Multiplicationes in manibus addiscendo semper ulantur colligere, ut animus pariter cum manibus in additionibus et multiplicationibus quorum-libet numerorum expeditior fiat, … multiplication with the palms has to be practiced continually, in order that the brain just like the arms turns into more proficient at including and multiplying a number of numbers. (Compare the passage quoted from St. Augustine, p. 210). different medieval and early glossy writers, despite the fact that, even though they wrote approximately finger counting, say not anything approximately computations utilizing the arms; probably they weren't too usually used.
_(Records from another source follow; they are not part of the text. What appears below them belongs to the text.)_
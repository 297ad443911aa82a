//! "Load more" rows around the children of expanded nodes.

use std::any::Any;
use std::collections::{HashMap, HashSet};
use std::sync::Arc;

use super::{Chain, ItemsStrategy, StrategyContext, StrategyKind};
use crate::item::{DisplayItem, Expandable, HasMore, ItemArena, ItemId, ItemKind, NodeExtraItem, TreeItem};
use crate::record::Record;

/// Decides whether an expanded node without more forward data still gets a
/// footer row.
pub type FooterVisibilityFn<R> = Arc<dyn Fn(&TreeItem<R>) -> bool + Send + Sync>;

/// Extra rows keyed by their node, plus the derived item list.
#[derive(Debug, Default)]
struct ExtraRows {
    rows: HashMap<ItemId, ItemId>,
    used: HashSet<ItemId>,
    cache: Option<Vec<ItemId>>,
    /// Position in the layer below of each cached item, `None` for rows.
    origin: Vec<Option<usize>>,
}

impl ExtraRows {
    fn begin(&mut self) -> (Vec<ItemId>, Vec<Option<usize>>) {
        self.used.clear();
        (Vec::new(), Vec::new())
    }

    /// The row of `node`, created on first use. Its `has_more` follows the
    /// node.
    fn row_for<R>(&mut self, arena: &mut ItemArena<R>, node: ItemId, kind: ItemKind) -> ItemId {
        let has_more = node_has_more(arena, node);
        self.used.insert(node);
        if let Some(&row) = self.rows.get(&node) {
            if let Some(extra) = arena.get_mut(row).and_then(DisplayItem::as_node_extra_mut) {
                extra.set_has_more(has_more);
            }
            return row;
        }
        let extra = NodeExtraItem::new(node, has_more);
        let row = arena.insert(match kind {
            ItemKind::NodeHeader => DisplayItem::NodeHeader(extra),
            _ => DisplayItem::NodeFooter(extra),
        });
        self.rows.insert(node, row);
        row
    }

    fn finish<R>(&mut self, arena: &mut ItemArena<R>, cache: Vec<ItemId>, origin: Vec<Option<usize>>) {
        let used = &self.used;
        self.rows.retain(|node, row| {
            let keep = used.contains(node);
            if !keep {
                arena.detach(*row);
            }
            keep
        });
        self.cache = Some(cache);
        self.origin = origin;
    }

    fn items(&self) -> &[ItemId] {
        self.cache.as_deref().unwrap_or(&[])
    }

    fn position_of(&self, source_position: usize) -> Option<usize> {
        self.origin
            .iter()
            .position(|&origin| origin == Some(source_position))
    }

    fn source_position(&self, index: usize) -> Option<usize> {
        *self.origin.get(index)?
    }

    fn reset<R>(&mut self, arena: &mut ItemArena<R>) {
        for (_, row) in self.rows.drain() {
            arena.detach(row);
        }
        self.cache = None;
        self.origin.clear();
    }
}

fn node_has_more<R>(arena: &ItemArena<R>, node: ItemId) -> HasMore {
    arena
        .get(node)
        .and_then(DisplayItem::as_tree_item)
        .map(TreeItem::has_more)
        .unwrap_or_default()
}

fn expanded_node<R>(arena: &ItemArena<R>, id: ItemId) -> Option<&TreeItem<R>> {
    arena
        .get(id)
        .and_then(DisplayItem::as_tree_item)
        .filter(|item| item.is_node() && item.is_expanded())
}

/// Inserts a header row right after every expanded node that has more
/// children to load backward.
#[derive(Debug, Default)]
pub struct NodeHeaderStrategy {
    rows: ExtraRows,
}

impl NodeHeaderStrategy {
    pub fn new() -> Self {
        Self::default()
    }

    fn ensure<R: Record>(&mut self, source: &mut Chain<'_, R>, ctx: &mut StrategyContext<'_, R>) {
        if self.rows.cache.is_some() {
            return;
        }
        let items = source.items(ctx).to_vec();
        let (mut cache, mut origin) = self.rows.begin();
        for (index, &id) in items.iter().enumerate() {
            cache.push(id);
            origin.push(Some(index));
            let wants_header = expanded_node(ctx.arena, id).is_some_and(|node| node.has_more().backward);
            if wants_header {
                cache.push(self.rows.row_for(ctx.arena, id, ItemKind::NodeHeader));
                origin.push(None);
            }
        }
        self.rows.finish(ctx.arena, cache, origin);
    }
}

/// Inserts a footer row after the last descendant of every expanded node
/// that has more children to load forward, or that the visibility callback
/// accepts.
pub struct NodeFooterStrategy<R> {
    rows: ExtraRows,
    visibility: Option<FooterVisibilityFn<R>>,
}

impl<R: Record> NodeFooterStrategy<R> {
    pub fn new(visibility: Option<FooterVisibilityFn<R>>) -> Self {
        Self {
            rows: ExtraRows::default(),
            visibility,
        }
    }

    pub fn set_visibility(&mut self, visibility: Option<FooterVisibilityFn<R>>) {
        self.visibility = visibility;
        self.rows.cache = None;
    }

    fn wants_footer(&self, arena: &ItemArena<R>, id: ItemId) -> bool {
        expanded_node(arena, id).is_some_and(|node| {
            node.has_more().forward || self.visibility.as_ref().is_some_and(|visible| visible(node))
        })
    }

    fn ensure(&mut self, source: &mut Chain<'_, R>, ctx: &mut StrategyContext<'_, R>) {
        if self.rows.cache.is_some() {
            return;
        }
        let items = source.items(ctx).to_vec();
        let (mut cache, mut origin) = self.rows.begin();
        // Nodes whose footer is still pending, with their level.
        let mut open: Vec<(usize, ItemId)> = Vec::new();
        for (index, &id) in items.iter().enumerate() {
            let level = match ctx.arena.get(id).map(DisplayItem::kind) {
                Some(ItemKind::NodeHeader | ItemKind::NodeFooter) => ctx.arena.level(id) + 1,
                _ => ctx.arena.level(id),
            };
            while let Some(&(open_level, node)) = open.last() {
                if open_level < level {
                    break;
                }
                open.pop();
                cache.push(self.rows.row_for(ctx.arena, node, ItemKind::NodeFooter));
                origin.push(None);
            }
            cache.push(id);
            origin.push(Some(index));
            if self.wants_footer(ctx.arena, id) {
                open.push((level, id));
            }
        }
        while let Some((_, node)) = open.pop() {
            cache.push(self.rows.row_for(ctx.arena, node, ItemKind::NodeFooter));
            origin.push(None);
        }
        self.rows.finish(ctx.arena, cache, origin);
    }
}

macro_rules! extra_rows_strategy {
    ($kind:expr) => {
        fn kind(&self) -> StrategyKind {
            $kind
        }

        fn items<'s>(&'s mut self, mut source: Chain<'s, R>, ctx: &mut StrategyContext<'_, R>) -> &'s [ItemId] {
            self.ensure(&mut source, ctx);
            self.rows.items()
        }

        fn display_index(
            &mut self,
            index: usize,
            mut source: Chain<'_, R>,
            ctx: &mut StrategyContext<'_, R>,
        ) -> Option<usize> {
            let source_position = source.display_index(index, ctx)?;
            self.ensure(&mut source, ctx);
            self.rows.position_of(source_position)
        }

        fn collection_index(
            &mut self,
            index: usize,
            mut source: Chain<'_, R>,
            ctx: &mut StrategyContext<'_, R>,
        ) -> Option<usize> {
            self.ensure(&mut source, ctx);
            let source_position = self.rows.source_position(index)?;
            source.collection_index(source_position, ctx)
        }

        fn invalidate(&mut self, mut source: Chain<'_, R>) {
            self.rows.cache = None;
            source.invalidate();
        }

        fn reset(&mut self, mut source: Chain<'_, R>, ctx: &mut StrategyContext<'_, R>) {
            self.rows.reset(ctx.arena);
            source.reset(ctx);
        }

        fn as_any(&self) -> &dyn Any {
            self
        }

        fn as_any_mut(&mut self) -> &mut dyn Any {
            self
        }
    };
}

impl<R: Record> ItemsStrategy<R> for NodeHeaderStrategy {
    extra_rows_strategy!(StrategyKind::NodeHeader);
}

impl<R: Record> ItemsStrategy<R> for NodeFooterStrategy<R> {
    extra_rows_strategy!(StrategyKind::NodeFooter);
}

#[cfg(test)]
mod tests {
    use super::*;
    use crate::record::{MapRecord, PropertyValue, RecordKey};
    use crate::strategy::testing::Fixture;
    use crate::strategy::{AdjacencyListStrategy, DirectStrategy, StrategyBox, TreeSettings};

    fn node(id: &str, parent: Option<&str>) -> MapRecord {
        MapRecord::new()
            .with("id", id)
            .with("parent", PropertyValue::from(parent))
            .with("node", true)
    }

    fn leaf(id: &str, parent: &str) -> MapRecord {
        MapRecord::new().with("id", id).with("parent", parent)
    }

    fn create_test_fixture(records: Vec<MapRecord>, expanded: &[&str], has_more: &[(&str, HasMore)]) -> Fixture {
        let mut settings = TreeSettings {
            parent_property: "parent".into(),
            node_property: Some("node".into()),
            ..TreeSettings::default()
        };
        settings.expansion.expanded = expanded.iter().map(|&key| RecordKey::from(key)).collect();
        settings.has_more = has_more.iter().map(|&(key, more)| (RecordKey::from(key), more)).collect();
        Fixture::from_records(records).with_tree(settings)
    }

    fn create_test_layers(visibility: Option<FooterVisibilityFn<MapRecord>>) -> Vec<StrategyBox<MapRecord>> {
        vec![
            Box::new(DirectStrategy::new(false)),
            Box::new(AdjacencyListStrategy::new()),
            Box::new(NodeHeaderStrategy::new()),
            Box::new(NodeFooterStrategy::new(visibility)),
        ]
    }

    const BOTH: HasMore = HasMore {
        backward: true,
        forward: true,
    };

    const FORWARD: HasMore = HasMore {
        backward: false,
        forward: true,
    };

    #[test]
    fn test_header_and_footer_wrap_children() {
        let mut fx = create_test_fixture(
            vec![node("1", None), leaf("2", "1"), node("3", None)],
            &["1"],
            &[("1", BOTH), ("3", BOTH)],
        );
        let mut layers = create_test_layers(None);
        let items = fx.items(&mut layers);
        assert_eq!(fx.labels(&items), vec!["1", "header(1)", "2", "footer(1)", "3"]);
        assert_eq!(fx.arena.parent(items[3]), Some(items[0]));
    }

    #[test]
    fn test_nested_footers_close_innermost_first() {
        let mut fx = create_test_fixture(
            vec![node("1", None), node("2", Some("1")), leaf("4", "2"), node("3", None)],
            &["1", "2"],
            &[("1", FORWARD), ("2", FORWARD)],
        );
        let mut layers = create_test_layers(None);
        let items = fx.items(&mut layers);
        assert_eq!(
            fx.labels(&items),
            vec!["1", "2", "4", "footer(2)", "footer(1)", "3"]
        );
    }

    #[test]
    fn test_visibility_callback_and_index_translation() {
        let mut fx = create_test_fixture(vec![node("1", None), leaf("2", "1")], &["1"], &[]);
        let mut layers = create_test_layers(Some(Arc::new(|_: &TreeItem<MapRecord>| true)));
        let items = fx.items(&mut layers);
        assert_eq!(fx.labels(&items), vec!["1", "2", "footer(1)"]);
        assert_eq!(fx.with_ctx(|ctx| Chain::new(&mut layers).collection_index(2, ctx)), None);
        assert_eq!(fx.with_ctx(|ctx| Chain::new(&mut layers).collection_index(1, ctx)), Some(1));
    }

    #[test]
    fn test_rows_are_released_with_their_node_state() {
        let mut fx = create_test_fixture(vec![node("1", None), leaf("2", "1")], &["1"], &[("1", FORWARD)]);
        let mut layers = create_test_layers(None);
        let before = fx.items(&mut layers);
        let footer = before[2];

        if let Some(item) = fx.arena.get_mut(before[0]).and_then(DisplayItem::as_tree_item_mut) {
            item.set_expanded(false);
        }
        Chain::new(&mut layers).invalidate();
        let after = fx.items(&mut layers);
        assert_eq!(fx.labels(&after), vec!["1", "2"]);
        assert!(fx.arena.is_detached(footer));
    }
}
Three cm. Ethnographic Museum, Munich. Fig. 245 an identical seal as Fig. 244. nine. five cm excessive. Fig. 246 street marker indicating the eightieth kilometer alongside the Aleppo-Latakia street. photo by means of U. Dubs. Fig. 247 Entries within the Regensburg Annals. 726 Charles (the nice) made struggle at the Saracens (Arabs) . . . 727 . . . 731 Bede the Priest died [the related Venerable Bede whose finger gestures we've got already obvious a lot previous, see p. 201] … 732 … 734 . . . 737 Charles made conflict at the Saxons 744 Charles died and used to be buried in Paris Fig.
Therefore the single old Egyptian non-unit fraction 2/3 used to be referred to as “both parts”; an analogous fraction in Akkadian-Babylonian used to be termed “both arms. ” The curious Roman identify bes for aes can also be defined during this demeanour: Latin bes < duessis < duo (partes) assis, “2 (parts) of the aes. ” glossy Greek says for , , and tà dýo (tría, téssera) mérē, “the (three, 4) components. ” previous Norse then has a strange demeanour of expressing a fragment whose denominator is greater than the numerator by means of greater than 1 half: “ (of the fish stuck within the River Grima belong to the Church)” is fim hluter en þri huerta undan, five components and three cross beneath.
English translation copyright © 1969 by means of The Massachusetts Institute of expertise. All rights reserved. This Dover variation, first released in 1992, is an unabridged, unaltered republication of the English translation (published through The MIT Press, Cambridge, Mass. , 1969) of the revised German version of Zahlwort und Ziffer: Eine Kulturgeschichte der Zahlen, released by way of the Vandenhoeck & Ruprecht Publishing corporation, Göttingen, Germany, 1957–58. The Dover version is released by means of specified association with Vandenhoeck & Ruprecht GmbH & Co.